“He’s Happier, She’s Less So“, NYT 9/27/07 (David Leonhardt)
In a previous post about sloth I wondered about the recent report that women still do more housework than men – and mused that it could be that women and men are equally as lazy once you subtract any maternal bonding influence.
In other words, lacking kids, women and men are equally as likely to avoid dusting. My working hypothesis was that the neurological correlate of lack of altruism — possibly a vasopressin receptor allele gone awry — would be equally as present in each gender. Lacking the affiliative behavior, one person would be more likely to exploit the other’s good nature – including ducking out of housework responsibility.
Not so. In the above NYT article today (click on link) economist Alan Kreuger
. . .analyzing time-use studies over the last four decades, has found an even starker pattern. Since the 1960s, men have gradually cut back on activities they find unpleasant. They now work less and relax more.
Over the same span, women have replaced housework with paid work — and, as a result, are spending almost as much time doing things they don’t enjoy as in the past.
OK. So it seems that the genders are not equally balanced in the sloth area.
The NYT author (a male) concludes with the tell-all statement: “This weekend, I think I may volunteer to do a little dusting”

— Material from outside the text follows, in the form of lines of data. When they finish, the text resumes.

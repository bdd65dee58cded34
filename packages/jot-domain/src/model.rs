use serde::{Deserialize, Serialize};
use time::OffsetDateTime;
use uuid::Uuid;

/// One user-created record: a task or a note. Items are serialized whole into
/// the collection value; optional fields stay absent rather than null.
#[derive(Clone, Debug, PartialEq, Serialize, Deserialize)]
pub struct Item {
	pub item_id: Uuid,
	#[serde(with = "crate::time_serde")]
	pub created_at: OffsetDateTime,
	pub payload: Payload,
	/// Completion flag for tasks; notes never carry one.
	#[serde(default, skip_serializing_if = "Option::is_none")]
	pub completed: Option<bool>,
	#[serde(default, skip_serializing_if = "Option::is_none")]
	pub annotation: Option<Annotation>,
}

#[derive(Clone, Debug, PartialEq, Serialize, Deserialize)]
#[serde(tag = "kind", rename_all = "snake_case")]
pub enum Payload {
	Task { label: String },
	Note { title: String, body: String },
}

#[derive(Clone, Debug, Default, PartialEq, Serialize, Deserialize)]
pub struct Annotation {
	#[serde(default, skip_serializing_if = "Option::is_none")]
	pub sentiment: Option<Sentiment>,
	#[serde(default, skip_serializing_if = "Option::is_none")]
	pub suggestion: Option<String>,
}

#[derive(Clone, Copy, Debug, PartialEq, Serialize, Deserialize)]
pub struct Sentiment {
	pub category: SentimentCategory,
	pub confidence: f32,
}

#[derive(Clone, Copy, Debug, PartialEq, Eq, Serialize, Deserialize)]
#[serde(rename_all = "lowercase")]
pub enum SentimentCategory {
	Positive,
	Negative,
	Neutral,
}

impl Item {
	pub fn is_completed(&self) -> bool {
		self.completed == Some(true)
	}
}

impl Payload {
	/// The text the annotation pipeline runs on.
	pub fn text(&self) -> &str {
		match self {
			Self::Task { label } => label,
			Self::Note { body, .. } => body,
		}
	}

	pub fn is_blank(&self) -> bool {
		match self {
			Self::Task { label } => label.trim().is_empty(),
			Self::Note { title, body } => title.trim().is_empty() || body.trim().is_empty(),
		}
	}
}
use serde::{Deserialize, Serialize};
use uuid::Uuid;

use jot_domain::{
	Item, Payload,
	filter::{self, FilterCounts, FilterTag},
};

use crate::{Error, JotService, Result};

#[derive(Clone, Debug, Serialize, Deserialize)]
pub struct ListTasksResponse {
	pub items: Vec<Item>,
	/// Tallies over the whole collection, not just the filtered view.
	pub counts: FilterCounts,
}

impl JotService {
	pub async fn add_task(&self, label: &str) -> Result<Item> {
		let label = label.trim();

		if label.is_empty() {
			return Err(Error::InvalidRequest {
				message: "Task label must be non-empty.".to_string(),
			});
		}

		let item = self
			.tasks
			.create(&self.db, Payload::Task { label: label.to_string() }, Some(false), None)
			.await?;

		tracing::info!(item_id = %item.item_id, "Added a task.");

		Ok(item)
	}

	/// Flips the completion flag. Unknown ids report `NotFound`.
	pub async fn toggle_task(&self, item_id: Uuid) -> Result<Item> {
		self.tasks
			.update(&self.db, item_id, |item| {
				item.completed = Some(!item.is_completed());
			})
			.await
	}

	pub async fn delete_task(&self, item_id: Uuid) -> Result<()> {
		if !self.tasks.delete(&self.db, item_id).await? {
			tracing::info!(%item_id, "Delete targeted an absent task; nothing to do.");
		}

		Ok(())
	}

	pub async fn list_tasks(&self, tag: FilterTag) -> Result<ListTasksResponse> {
		let items = self.tasks.list().await;
		let counts = filter::counts(&items);
		let items = filter::filter(&items, tag).into_iter().cloned().collect();

		Ok(ListTasksResponse { items, counts })
	}
}
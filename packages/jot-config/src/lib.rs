mod error;
mod types;

pub use error::{Error, Result};
pub use types::{Config, Providers, Sqlite, Storage, SuggestionProviderConfig, WeatherProviderConfig};

use std::{fs, path::Path};

pub fn load(path: &Path) -> Result<Config> {
	let raw = fs::read_to_string(path)
		.map_err(|err| Error::ReadConfig { path: path.to_path_buf(), source: err })?;

	let mut cfg: Config = toml::from_str(&raw)
		.map_err(|err| Error::ParseConfig { path: path.to_path_buf(), source: err })?;

	normalize(&mut cfg);

	validate(&cfg)?;

	Ok(cfg)
}

pub fn validate(cfg: &Config) -> Result<()> {
	if cfg.storage.sqlite.path.trim().is_empty() {
		return Err(Error::Validation {
			message: "storage.sqlite.path must be non-empty.".to_string(),
		});
	}
	if cfg.storage.sqlite.pool_max_conns == 0 {
		return Err(Error::Validation {
			message: "storage.sqlite.pool_max_conns must be greater than zero.".to_string(),
		});
	}

	for (label, base, path, timeout_ms) in [
		(
			"suggestion",
			&cfg.providers.suggestion.api_base,
			&cfg.providers.suggestion.path,
			cfg.providers.suggestion.timeout_ms,
		),
		(
			"weather",
			&cfg.providers.weather.api_base,
			&cfg.providers.weather.path,
			cfg.providers.weather.timeout_ms,
		),
	] {
		if base.trim().is_empty() {
			return Err(Error::Validation {
				message: format!("providers.{label}.api_base must be non-empty."),
			});
		}
		if !path.starts_with('/') {
			return Err(Error::Validation {
				message: format!("providers.{label}.path must start with a slash."),
			});
		}
		if timeout_ms == 0 {
			return Err(Error::Validation {
				message: format!("providers.{label}.timeout_ms must be greater than zero."),
			});
		}
	}

	if cfg.providers.suggestion.model.trim().is_empty() {
		return Err(Error::Validation {
			message: "providers.suggestion.model must be non-empty.".to_string(),
		});
	}
	if cfg.providers.suggestion.instructions.trim().is_empty() {
		return Err(Error::Validation {
			message: "providers.suggestion.instructions must be non-empty.".to_string(),
		});
	}
	if cfg.providers.suggestion.max_tokens == 0 {
		return Err(Error::Validation {
			message: "providers.suggestion.max_tokens must be greater than zero.".to_string(),
		});
	}
	if !cfg.providers.suggestion.temperature.is_finite() {
		return Err(Error::Validation {
			message: "providers.suggestion.temperature must be a finite number.".to_string(),
		});
	}
	if !(0.0..=2.0).contains(&cfg.providers.suggestion.temperature) {
		return Err(Error::Validation {
			message: "providers.suggestion.temperature must be in the range 0.0-2.0.".to_string(),
		});
	}

	Ok(())
}

fn normalize(cfg: &mut Config) {
	// Bases and paths are concatenated verbatim by the providers.
	strip_trailing_slash(&mut cfg.providers.suggestion.api_base);
	strip_trailing_slash(&mut cfg.providers.weather.api_base);
}

fn strip_trailing_slash(base: &mut String) {
	while base.ends_with('/') {
		base.pop();
	}
}
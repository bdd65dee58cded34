pub mod suggestion;
pub mod weather;

mod error;

pub use error::{Error, Result};

use reqwest::header::{AUTHORIZATION, HeaderMap, HeaderName};
use serde_json::{Map, Value};

pub fn auth_headers(api_key: &str, default_headers: &Map<String, Value>) -> Result<HeaderMap> {
	let mut headers = HeaderMap::new();

	headers.insert(AUTHORIZATION, format!("Bearer {api_key}").parse()?);

	for (key, value) in default_headers {
		let Some(raw) = value.as_str() else {
			return Err(Error::InvalidConfig {
				message: "Default header values must be strings.".to_string(),
			});
		};

		headers.insert(HeaderName::from_bytes(key.as_bytes())?, raw.parse()?);
	}

	Ok(headers)
}
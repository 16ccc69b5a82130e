use std::sync::atomic::{AtomicUsize, Ordering};
use std::sync::Arc;

use tokio::sync::{OwnedSemaphorePermit, Semaphore};

use crate::error::OrchestratorError;

/// Counting admission gate bounding concurrently in-flight task executions.
///
/// Built on a fair `tokio::sync::Semaphore`, so waiters are admitted in FIFO
/// order relative to arrival. Permits release on drop, which guarantees a
/// matching release on every exit path of a dispatch, success or failure.
#[derive(Debug)]
pub struct ConcurrencyGate {
    semaphore: Arc<Semaphore>,
    capacity: usize,
    in_flight: AtomicUsize,
    peak: AtomicUsize,
}

impl ConcurrencyGate {
    pub fn new(capacity: usize) -> Arc<Self> {
        let capacity = capacity.max(1);
        Arc::new(Self {
            semaphore: Arc::new(Semaphore::new(capacity)),
            capacity,
            in_flight: AtomicUsize::new(0),
            peak: AtomicUsize::new(0),
        })
    }

    /// Wait for a free slot. The returned permit holds the slot until drop.
    pub async fn acquire(self: &Arc<Self>) -> Result<GatePermit, OrchestratorError> {
        let permit = self
            .semaphore
            .clone()
            .acquire_owned()
            .await
            .map_err(|_| OrchestratorError::GateClosed)?;

        let now = self.in_flight.fetch_add(1, Ordering::AcqRel) + 1;
        self.peak.fetch_max(now, Ordering::AcqRel);

        Ok(GatePermit {
            _permit: permit,
            gate: Arc::clone(self),
        })
    }

    pub fn capacity(&self) -> usize {
        self.capacity
    }

    /// Number of permits currently held
    pub fn in_flight(&self) -> usize {
        self.in_flight.load(Ordering::Acquire)
    }

    /// Highest number of simultaneously held permits observed so far
    pub fn peak(&self) -> usize {
        self.peak.load(Ordering::Acquire)
    }
}

/// RAII slot handle returned by [`ConcurrencyGate::acquire`]
pub struct GatePermit {
    _permit: OwnedSemaphorePermit,
    gate: Arc<ConcurrencyGate>,
}

impl Drop for GatePermit {
    fn drop(&mut self) {
        let prev = self.gate.in_flight.fetch_sub(1, Ordering::AcqRel);
        debug_assert!(prev > 0, "gate released more times than acquired");
    }
}

#[cfg(test)]
mod tests {
    use std::time::Duration;

    use super::*;

    #[tokio::test]
    async fn holders_never_exceed_capacity() {
        let gate = ConcurrencyGate::new(2);

        let p1 = gate.acquire().await.unwrap();
        let p2 = gate.acquire().await.unwrap();
        assert_eq!(gate.in_flight(), 2);

        // Third acquire must block while both permits are held.
        let blocked = tokio::time::timeout(Duration::from_millis(50), gate.acquire()).await;
        assert!(blocked.is_err());

        drop(p1);
        let p3 = tokio::time::timeout(Duration::from_millis(50), gate.acquire())
            .await
            .expect("slot should free after release")
            .unwrap();

        assert_eq!(gate.in_flight(), 2);
        drop(p2);
        drop(p3);
        assert_eq!(gate.in_flight(), 0);
    }

    #[tokio::test]
    async fn peak_tracks_maximum_holders() {
        let gate = ConcurrencyGate::new(4);
        assert_eq!(gate.peak(), 0);

        let p1 = gate.acquire().await.unwrap();
        let p2 = gate.acquire().await.unwrap();
        let p3 = gate.acquire().await.unwrap();
        assert_eq!(gate.peak(), 3);

        drop(p2);
        drop(p3);
        let _p4 = gate.acquire().await.unwrap();

        // Peak stays at the high-water mark.
        assert_eq!(gate.peak(), 3);
        drop(p1);
        assert_eq!(gate.peak(), 3);
    }

    #[tokio::test]
    async fn zero_capacity_is_clamped_to_one() {
        let gate = ConcurrencyGate::new(0);
        assert_eq!(gate.capacity(), 1);
        let _p = gate.acquire().await.unwrap();
        assert_eq!(gate.in_flight(), 1);
    }
}
use std::sync::{Arc, Mutex};

use tokio_util::sync::CancellationToken;
use uuid::Uuid;

use crate::error::OrchestratorError;

use super::aggregate::RunAggregator;
use super::dispatcher::{dispatch_shard, lock_unpoisoned, DispatchContext};
use super::gate::ConcurrencyGate;
use super::output;
use super::progress::ProgressMonitor;
use super::shard::build_shards;
use super::traits::{
    ConcurrencyContext, ConcurrencyStrategyPlugin, OutputRendererPlugin, RenderEvent, ReportSink,
    RetryStrategyPlugin, TaskHandler,
};
use super::types::{IterationRecord, OrchestratorConfig, OutputOpts, RunStatus, StatusReport, Task};

/// Iteration controller driving gate-bounded passes over a task batch.
///
/// Runs the configured number of iterations, checkpoints cumulative progress
/// at the configured interval, aborts early when an iteration's failure rate
/// exceeds the threshold, and honors external cancellation.
pub struct Orchestrator {
    config: OrchestratorConfig,
    handler: Arc<dyn TaskHandler>,
    retry_strategy: Option<Arc<dyn RetryStrategyPlugin>>,
    concurrency_strategy: Option<Arc<dyn ConcurrencyStrategyPlugin>>,
    renderer: Option<Arc<dyn OutputRendererPlugin>>,
    sink: Option<Arc<dyn ReportSink>>,
    opts: OutputOpts,
    cancel: CancellationToken,
}

pub struct OrchestratorBuilder {
    config: OrchestratorConfig,
    handler: Arc<dyn TaskHandler>,
    retry_strategy: Option<Arc<dyn RetryStrategyPlugin>>,
    concurrency_strategy: Option<Arc<dyn ConcurrencyStrategyPlugin>>,
    renderer: Option<Arc<dyn OutputRendererPlugin>>,
    sink: Option<Arc<dyn ReportSink>>,
    opts: OutputOpts,
    cancel: CancellationToken,
}

impl Orchestrator {
    pub fn new(config: OrchestratorConfig, handler: Arc<dyn TaskHandler>) -> Self {
        Self::builder(config, handler).build()
    }

    pub fn builder(config: OrchestratorConfig, handler: Arc<dyn TaskHandler>) -> OrchestratorBuilder {
        OrchestratorBuilder::new(config, handler)
    }

    /// Token callers can use to cancel the run externally
    pub fn cancellation_token(&self) -> CancellationToken {
        self.cancel.clone()
    }

    /// Run all iterations over one batch, reusing it for every pass.
    pub async fn run(&self, tasks: Vec<Task>) -> Result<StatusReport, OrchestratorError> {
        self.run_with(move |_| tasks.clone()).await
    }

    /// Run all iterations, regenerating the batch for each pass.
    ///
    /// `make_batch` is called once per iteration with the 1-based iteration
    /// number. The first batch defines `tasks_per_iteration` for reporting.
    pub async fn run_with<F>(&self, mut make_batch: F) -> Result<StatusReport, OrchestratorError>
    where
        F: FnMut(u32) -> Vec<Task>,
    {
        self.config.validate()?;

        let first_batch = make_batch(1);
        if first_batch.is_empty() {
            return Err(OrchestratorError::EmptyBatch);
        }

        let run_id = Uuid::new_v4().to_string();
        let tasks_per_iteration = first_batch.len();
        let iterations = self.config.iterations;

        tracing::info!(
            run_id = %run_id,
            iterations,
            tasks_per_iteration,
            max_concurrent = self.config.max_concurrent,
            "starting orchestrator run"
        );

        let aggregator = Arc::new(Mutex::new(RunAggregator::new(
            &run_id,
            self.config.max_concurrent,
            iterations,
            tasks_per_iteration,
        )));
        let progress = Arc::new(Mutex::new(ProgressMonitor::new(
            iterations as usize * tasks_per_iteration,
            self.opts.progress_bar,
        )));

        self.emit_run_start(&run_id, tasks_per_iteration);

        let mut status = RunStatus::Completed;
        let mut first_batch = Some(first_batch);

        for iteration in 1..=iterations {
            let tasks = match first_batch.take() {
                Some(batch) => batch,
                None => make_batch(iteration),
            };

            let cap = self.effective_cap(tasks.len());
            let gate = ConcurrencyGate::new(cap);
            let shards = build_shards(&tasks, self.config.shard_size)?;

            lock_unpoisoned(&aggregator).start_iteration(iteration, tasks.len());
            lock_unpoisoned(&progress).update_iteration(iteration, iterations);
            self.emit_iteration_start(&run_id, iteration, shards.len());

            for shard in shards {
                let ctx = DispatchContext {
                    run_id: run_id.clone(),
                    iteration,
                    gate: Arc::clone(&gate),
                    handler: Arc::clone(&self.handler),
                    retry_strategy: self.retry_strategy.clone(),
                    task_timeout: self.config.task_timeout(),
                    cancel: self.cancel.clone(),
                    aggregator: Arc::clone(&aggregator),
                    progress: Arc::clone(&progress),
                    renderer: self.renderer.clone(),
                    opts: self.opts.clone(),
                };
                dispatch_shard(shard, ctx).await?;

                if self.cancel.is_cancelled() {
                    break;
                }
            }

            let cancelled = self.cancel.is_cancelled();
            let record = {
                let mut agg = lock_unpoisoned(&aggregator);
                agg.observe_peak(gate.peak());
                agg.finish_iteration(!cancelled)
            };
            self.emit_iteration_end(&run_id, &record);

            if cancelled {
                tracing::warn!(run_id = %run_id, iteration, "cancellation signal received, stopping run");
                status = RunStatus::Cancelled;
                break;
            }

            let failure_rate = record.failure_rate();
            if failure_rate > self.config.abort_failure_rate {
                tracing::warn!(
                    run_id = %run_id,
                    iteration,
                    failure_rate,
                    threshold = self.config.abort_failure_rate,
                    "iteration failure rate exceeded threshold, aborting run"
                );
                status = RunStatus::Aborted;
                break;
            }

            // Mid-run checkpoint; the terminal iteration is covered by the
            // final report persisted below.
            if iteration < iterations && iteration % self.config.checkpoint_interval == 0 {
                let snapshot = lock_unpoisoned(&aggregator).snapshot();
                self.persist_report(&snapshot);
                self.emit_checkpoint(&run_id, &snapshot);
            }
        }

        let report = lock_unpoisoned(&aggregator).finalize(status);
        self.persist_report(&report);

        lock_unpoisoned(&progress)
            .finish(status == RunStatus::Completed && report.tasks_failed == 0);
        self.emit_run_end(&run_id, &report);

        tracing::info!(
            run_id = %run_id,
            status = ?report.status,
            completed = report.tasks_completed,
            failed = report.tasks_failed,
            peak = report.peak_concurrency,
            "run finished"
        );

        Ok(report)
    }

    fn effective_cap(&self, queued_tasks: usize) -> usize {
        let base = self.config.max_concurrent;
        self.concurrency_strategy
            .as_ref()
            .map(|strategy| {
                let context = ConcurrencyContext {
                    queued_tasks,
                    base_concurrency: base,
                };
                strategy.calculate_concurrency(&context)
            })
            .unwrap_or(base)
            .max(1)
    }

    /// Best-effort persistence; the in-memory aggregate stays authoritative
    /// until a later write succeeds.
    fn persist_report(&self, report: &StatusReport) {
        let Some(sink) = &self.sink else {
            return;
        };
        if let Err(e) = sink.persist(report) {
            tracing::warn!(sink = sink.name(), error = %e, "failed to persist status report");
        }
    }

    fn emit_run_start(&self, run_id: &str, tasks_per_iteration: usize) {
        if let Some(renderer) = &self.renderer {
            renderer.render(&RenderEvent::RunStart {
                run_id: run_id.to_string(),
                iterations: self.config.iterations,
                tasks_per_iteration,
                max_concurrent: self.config.max_concurrent,
            });
        } else {
            output::emit_run_start(
                &self.opts,
                run_id,
                self.config.iterations,
                tasks_per_iteration,
                self.config.max_concurrent,
            );
        }
    }

    fn emit_iteration_start(&self, run_id: &str, iteration: u32, shards: usize) {
        if let Some(renderer) = &self.renderer {
            renderer.render(&RenderEvent::IterationStart {
                run_id: run_id.to_string(),
                iteration,
                shards,
            });
        } else {
            output::emit_iteration_start(&self.opts, run_id, iteration, shards);
        }
    }

    fn emit_iteration_end(&self, run_id: &str, record: &IterationRecord) {
        if let Some(renderer) = &self.renderer {
            renderer.render(&RenderEvent::IterationEnd {
                run_id: run_id.to_string(),
                record: record.clone(),
            });
        } else {
            output::emit_iteration_end(&self.opts, run_id, record);
        }
    }

    fn emit_checkpoint(&self, run_id: &str, report: &StatusReport) {
        if let Some(renderer) = &self.renderer {
            renderer.render(&RenderEvent::Checkpoint {
                run_id: run_id.to_string(),
                report: report.clone(),
            });
        } else {
            output::emit_checkpoint(&self.opts, run_id, report);
        }
    }

    fn emit_run_end(&self, run_id: &str, report: &StatusReport) {
        if let Some(renderer) = &self.renderer {
            renderer.render(&RenderEvent::RunEnd {
                run_id: run_id.to_string(),
                report: report.clone(),
            });
        } else {
            output::emit_run_end(&self.opts, run_id, report);
        }
    }
}

impl OrchestratorBuilder {
    pub fn new(config: OrchestratorConfig, handler: Arc<dyn TaskHandler>) -> Self {
        Self {
            config,
            handler,
            retry_strategy: None,
            concurrency_strategy: None,
            renderer: None,
            sink: None,
            opts: OutputOpts::default(),
            cancel: CancellationToken::new(),
        }
    }

    pub fn retry_strategy(mut self, strategy: Arc<dyn RetryStrategyPlugin>) -> Self {
        self.retry_strategy = Some(strategy);
        self
    }

    pub fn concurrency_strategy(mut self, strategy: Arc<dyn ConcurrencyStrategyPlugin>) -> Self {
        self.concurrency_strategy = Some(strategy);
        self
    }

    pub fn renderer(mut self, renderer: Arc<dyn OutputRendererPlugin>) -> Self {
        self.renderer = Some(renderer);
        self
    }

    pub fn report_sink(mut self, sink: Arc<dyn ReportSink>) -> Self {
        self.sink = Some(sink);
        self
    }

    pub fn output_opts(mut self, opts: OutputOpts) -> Self {
        self.opts = opts;
        self
    }

    pub fn cancellation_token(mut self, token: CancellationToken) -> Self {
        self.cancel = token;
        self
    }

    pub fn build(self) -> Orchestrator {
        Orchestrator {
            config: self.config,
            handler: self.handler,
            retry_strategy: self.retry_strategy,
            concurrency_strategy: self.concurrency_strategy,
            renderer: self.renderer,
            sink: self.sink,
            opts: self.opts,
            cancel: self.cancel,
        }
    }
}
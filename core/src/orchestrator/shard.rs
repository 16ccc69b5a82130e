use std::collections::HashSet;

use crate::error::OrchestratorError;
use crate::orchestrator::types::Task;

/// Split a task batch into bounded-size shards.
///
/// Deterministic and side-effect-free: shards preserve the relative
/// submission order of the batch, except that tasks inside a shard are
/// reordered by descending priority (stable, so ties keep submission order).
/// An empty batch yields zero shards; rejecting it outright is left to the
/// controller so library callers can decide.
///
/// Fails on duplicate task IDs, which would otherwise corrupt the aggregate.
pub fn build_shards(tasks: &[Task], shard_size: usize) -> Result<Vec<Vec<Task>>, OrchestratorError> {
    let mut seen = HashSet::with_capacity(tasks.len());
    for task in tasks {
        if !seen.insert(task.id.as_str()) {
            return Err(OrchestratorError::DuplicateTaskId(task.id.clone()));
        }
    }

    let size = shard_size.max(1);
    let shards = tasks
        .chunks(size)
        .map(|chunk| {
            let mut shard = chunk.to_vec();
            shard.sort_by_key(|t| std::cmp::Reverse(t.priority));
            shard
        })
        .collect();

    Ok(shards)
}

#[cfg(test)]
mod tests {
    use super::*;

    fn task(id: &str) -> Task {
        Task::new(id, serde_json::Value::Null)
    }

    #[test]
    fn empty_batch_yields_zero_shards() {
        let shards = build_shards(&[], 10).unwrap();
        assert!(shards.is_empty());
    }

    #[test]
    fn shards_are_bounded_and_ordered() {
        let tasks: Vec<Task> = (0..7).map(|i| task(&format!("t{i}"))).collect();
        let shards = build_shards(&tasks, 3).unwrap();

        assert_eq!(shards.len(), 3);
        assert_eq!(shards[0].len(), 3);
        assert_eq!(shards[1].len(), 3);
        assert_eq!(shards[2].len(), 1);

        let flattened: Vec<&str> = shards
            .iter()
            .flatten()
            .map(|t| t.id.as_str())
            .collect();
        assert_eq!(flattened, vec!["t0", "t1", "t2", "t3", "t4", "t5", "t6"]);
    }

    #[test]
    fn priority_reorders_within_shard_only() {
        let tasks = vec![
            task("a"),
            task("b").with_priority(5),
            task("c"),
            task("d").with_priority(5),
        ];
        let shards = build_shards(&tasks, 10).unwrap();

        let ids: Vec<&str> = shards[0].iter().map(|t| t.id.as_str()).collect();
        // Stable sort: b and d keep their relative order.
        assert_eq!(ids, vec!["b", "d", "a", "c"]);
    }

    #[test]
    fn duplicate_task_id_is_rejected() {
        let tasks = vec![task("x"), task("y"), task("x")];
        let err = build_shards(&tasks, 10).unwrap_err();
        assert!(matches!(err, OrchestratorError::DuplicateTaskId(id) if id == "x"));
    }

    #[test]
    fn zero_shard_size_is_clamped() {
        let tasks = vec![task("a"), task("b")];
        let shards = build_shards(&tasks, 0).unwrap();
        assert_eq!(shards.len(), 2);
    }
}
use std::sync::Mutex;
use std::time::{Duration, Instant};

use fanout_core::orchestrator::traits::{ConcurrencyContext, ConcurrencyStrategyPlugin};
use fanout_core::orchestrator::types::ConcurrencyConfig;

/// CPU sample cache, refreshed at most once per second
struct SystemInfoCache {
    sys: sysinfo::System,
    cpu_count: usize,
    last_refresh: Instant,
    cached_cpu_usage: f32,
}

impl SystemInfoCache {
    fn new() -> Self {
        let mut sys = sysinfo::System::new();
        sys.refresh_cpu();
        let cpu_count = if sys.cpus().is_empty() {
            num_cpus::get().max(1)
        } else {
            sys.cpus().len()
        };
        let cpu_usage = sys.cpus().iter().map(|c| c.cpu_usage()).sum::<f32>() / cpu_count as f32;

        Self {
            sys,
            cpu_count,
            last_refresh: Instant::now(),
            cached_cpu_usage: cpu_usage,
        }
    }

    fn cpu_usage(&mut self) -> f32 {
        if self.last_refresh.elapsed() > Duration::from_secs(1) {
            self.sys.refresh_cpu();
            self.cached_cpu_usage =
                self.sys.cpus().iter().map(|c| c.cpu_usage()).sum::<f32>() / self.cpu_count as f32;
            self.last_refresh = Instant::now();
        }
        self.cached_cpu_usage
    }
}

/// Adjusts the concurrency cap per pass based on host CPU pressure
pub struct AdaptiveConcurrencyPlugin {
    config: ConcurrencyConfig,
    sys_cache: Mutex<SystemInfoCache>,
}

pub struct FixedConcurrencyPlugin {
    fixed: usize,
}

impl AdaptiveConcurrencyPlugin {
    pub fn new(config: ConcurrencyConfig) -> Self {
        Self {
            config,
            sys_cache: Mutex::new(SystemInfoCache::new()),
        }
    }

    fn adjusted_cap(&self, base: usize, cpu_usage: f32) -> usize {
        let mut desired = base;

        if cpu_usage >= self.config.cpu_threshold_high {
            desired = desired.saturating_div(2).max(self.config.min_concurrency);
        } else if cpu_usage <= self.config.cpu_threshold_low {
            desired = desired.saturating_mul(2).min(self.config.max_concurrency);
        }

        desired.clamp(self.config.min_concurrency, self.config.max_concurrency)
    }
}

impl FixedConcurrencyPlugin {
    pub fn new(fixed: usize) -> Self {
        Self { fixed }
    }
}

impl ConcurrencyStrategyPlugin for AdaptiveConcurrencyPlugin {
    fn name(&self) -> &str {
        "adaptive"
    }

    fn calculate_concurrency(&self, context: &ConcurrencyContext) -> usize {
        let cpu_usage = {
            let mut cache = match self.sys_cache.lock() {
                Ok(cache) => cache,
                Err(poisoned) => poisoned.into_inner(),
            };
            cache.cpu_usage()
        };

        // More slots than queued tasks is wasted admission bookkeeping.
        self.adjusted_cap(context.base_concurrency, cpu_usage)
            .min(context.queued_tasks.max(1))
    }
}

impl ConcurrencyStrategyPlugin for FixedConcurrencyPlugin {
    fn name(&self) -> &str {
        "fixed"
    }

    fn calculate_concurrency(&self, _context: &ConcurrencyContext) -> usize {
        self.fixed.max(1)
    }
}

Heh! What a card that author is. Brilliant concluding statement, captures everything.
How instructive: the author makes sure the reader knows that he dusts at his leisure, a little noblesse oblige. Being an armchair psychoanalyst, this to me looks like a reminder to observers, “I am master of my castle” — a power thing.
What is the neurological correlate? Sure smells like a dopamine hit to me. Power rush. Power trumps affiliative behavior, it seems, when it comes to dusting.Perhaps there is a dopamine rush involved in feeling powerful by refusing to do housework. The defiance of authority (however misplaced that one may be…the shrinks can talk about that) may be structured as a competition set up by the man in his own brain, and he then proceeds to “win” by sitting on the couch watching the ball game instead of clearing the Thanksgiving Dinner remains off the table.
Women are probably clueless as to all of this: they just want a clean house, and time to enjoy their lives.
Women, regardless of having children, don’t exploit men’s free time the same way (according to the facts reported in the NYT, don’t anyone jump on me for reporting the facts! I can see it now… all the women-haters saying “She robbed me and then dumped me! All dames alike!” but I digress..)
Do men exploit anyone in the house to get out of dusting? The data seem to show that men tend to exploit women for housework, rather than other males in the home (Oscar and Felix notwithstanding).